A new mapping tool intended to quantify the disparity of legal access in Georgia also shows some striking facts about the state’s population. For instance, a third of Gwinnett County residents don’t speak English at home and a third of Gwinnett’s households don’t have Internet access.

Georgia State University released the mapping tool Aug. 31. It’s the latest product of GSU’s Center for Access to Justice.

The new Access to Justice mapping tool provides county-level insights into the factors that affect the ability of Georgians to access the legal system. Credit:

The Access to Justice map of Georgia provides data related to attorney representation. It aims to provide insight on how, and if, Georgians can access the justice system.

The map provides information for each of Georgia’s 159 counties. The map shows the number of active lawyers in each county, along with the availability of lawyers from Atlanta Legal Aid and Georgia Legal Services.

The information includes the percentages of households for the following categories:

  • Households within a half-mile of public transit;
  • Households that don’t have a vehicle;
  • Households with Internet access;
  • Households that don’t speak English at home;
  • Households that are below the poverty level.

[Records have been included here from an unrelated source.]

//! World state and core simulation types
//!
//! Everything the tick and tap rules touch lives in one owned `World`.

use glam::DVec2;
use rand::{Rng, SeedableRng};
use rand_pcg::Pcg32;
use serde::Serialize;

use super::ornament::Ornament;
use crate::consts::*;
use crate::lerp;

/// How a round ended
#[derive(Debug, Clone, Copy, PartialEq, Eq, Serialize)]
pub enum Outcome {
    Won,
    Lost,
}

impl Outcome {
    /// Outcome for a score that has just left the bounds
    pub fn from_score(score: f64) -> Self {
        if score >= 0.0 { Outcome::Won } else { Outcome::Lost }
    }
}

/// Canvas size in CSS pixels plus the device pixel ratio
#[derive(Debug, Clone, Copy, PartialEq, Serialize)]
pub struct Viewport {
    pub width: f64,
    pub height: f64,
    pub pixel_ratio: f64,
}

impl Viewport {
    pub fn new(width: f64, height: f64, pixel_ratio: f64) -> Self {
        Self {
            width,
            height,
            pixel_ratio,
        }
    }

    /// Playfield bounds in simulation space
    pub fn sim_bounds(&self) -> DVec2 {
        DVec2::new(self.width, self.height) * self.pixel_ratio
    }

    /// Convert a screen-space tap to simulation space
    pub fn to_sim(&self, x: f64, y: f64) -> DVec2 {
        DVec2::new(x, y) * self.pixel_ratio
    }
}

impl Default for Viewport {
    fn default() -> Self {
        Self::new(800.0, 600.0, 1.0)
    }
}

/// Complete simulation state for one round
#[derive(Debug, Clone)]
pub struct World {
    /// Live ornaments in spawn order
    pub ornaments: Vec<Ornament>,
    /// Simulation time in milliseconds
    pub elapsed: f64,
    pub score: f64,
    /// Consecutive hits since the last missed tap. Starts at 0, the first
    /// hit makes it 1.
    pub eat_streak: u32,
    pub min_score: f64,
    pub max_score: f64,
    pub viewport: Viewport,
    /// Asset aspect ratio (width / height) once known
    aspect: Option<f64>,
    /// Set the moment the score leaves its bounds
    outcome: Option<Outcome>,
    rng: Pcg32,
    next_id: u32,
}

impl World {
    /// Create a new world with the given seed and score ceiling
    pub fn new(seed: u64, max_score: f64, viewport: Viewport) -> Self {
        Self {
            ornaments: Vec::new(),
            elapsed: 0.0,
            score: 0.0,
            eat_streak: 0,
            min_score: MIN_SCORE,
            max_score,
            viewport,
            aspect: None,
            outcome: None,
            rng: Pcg32::seed_from_u64(seed),
            next_id: 1,
        }
    }

    pub fn outcome(&self) -> Option<Outcome> {
        self.outcome
    }

    pub fn is_over(&self) -> bool {
        self.outcome.is_some()
    }

    /// Apply a score delta and check the bounds. Refused once the round is over.
    pub fn add_score(&mut self, delta: f64) -> Option<Outcome> {
        if self.outcome.is_some() {
            return self.outcome;
        }
        self.score += delta;
        if !(self.min_score <= self.score && self.score <= self.max_score) {
            let outcome = Outcome::from_score(self.score);
            log::info!("Score {:.2} left bounds: {:?}", self.score, outcome);
            self.outcome = Some(outcome);
        }
        self.outcome
    }

    /// Uniform draw in [0, 1) from the round's RNG
    pub fn roll(&mut self) -> f64 {
        self.rng.random::<f64>()
    }

    fn next_entity_id(&mut self) -> u32 {
        let id = self.next_id;
        self.next_id += 1;
        id
    }

    /// Spawn a new ornament above the top edge.
    ///
    /// One draw is used for size, horizontal position and drift phase.
    pub fn spawn(&mut self) -> &Ornament {
        let k = self.roll();
        self.spawn_with(k)
    }

    /// Spawn with an explicit draw `k` in [0, 1)
    pub fn spawn_with(&mut self, k: f64) -> &Ornament {
        let id = self.next_entity_id();
        let size = lerp(MIN_SIZE, MAX_SIZE, k);
        let pos = DVec2::new(0.5 * k * self.viewport.width, -size);
        let mut ornament = Ornament::new(id, size, pos, k, self.elapsed);
        if let Some(aspect) = self.aspect {
            ornament.correct_aspect(aspect);
        }
        self.ornaments.push(ornament);
        &self.ornaments[self.ornaments.len() - 1]
    }

    /// Record the asset aspect ratio and re-shape every live ornament
    pub fn correct_aspect(&mut self, aspect: f64) {
        if !aspect.is_finite() || aspect <= 0.0 {
            log::warn!("Ignoring invalid asset aspect ratio {aspect}");
            return;
        }
        self.aspect = Some(aspect);
        for ornament in &mut self.ornaments {
            ornament.correct_aspect(aspect);
        }
    }

    pub fn resize(&mut self, viewport: Viewport) {
        self.viewport = viewport;
    }
}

Lauren Sudeall Lucas, the center’s director and an associate professor of law at GSU, said in a statement the visual presentation of the information should aid in efforts to improve access to legal representation. One niche that could be addressed involves low-income tenants who face eviction; the center already is working in this arena.

Lauren Sudeall Lucas

Lauren Sudeall Lucas (center) joined in a discussion of the Supreme Court under Chief Justice John Roberts at a panel convened in 2015 by the Radcliffe Institute for Advanced Study, at Harvard University. Credit:

“This map provides a data-driven picture of how the ability to access justice varies dramatically across the state, and particularly between the metropolitan areas and more rural counties,” Lucas said.

Darcy Meals, the center’s assistant director, said the mapping tool provides granular information about a national situation.

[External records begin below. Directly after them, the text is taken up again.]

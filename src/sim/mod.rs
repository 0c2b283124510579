//! Deterministic simulation module
//!
//! All gameplay logic lives here. This module must be pure and deterministic:
//! - Fixed timestep only
//! - Seeded RNG only
//! - Stable iteration order (spawn order)
//! - No rendering or platform dependencies

pub mod clock;
pub mod ornament;
pub mod state;
pub mod tick;

pub use clock::SimClock;
pub use ornament::Ornament;
pub use state::{Outcome, Viewport, World};
pub use tick::{TapResult, miss_penalty, pop_award, tap, tick};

“The so-called Justice Gap has been well documented nationwide, but this map underscores some of the ways in which it plays out across our state,” Meals said. “Six Georgia counties do not have a single private lawyer, and all six of those counties have a poverty rate well above the national average. Not having access to an attorney or to the resources to seek alternative assistance puts residents of those counties at a significant disadvantage in navigating the civil justice system.”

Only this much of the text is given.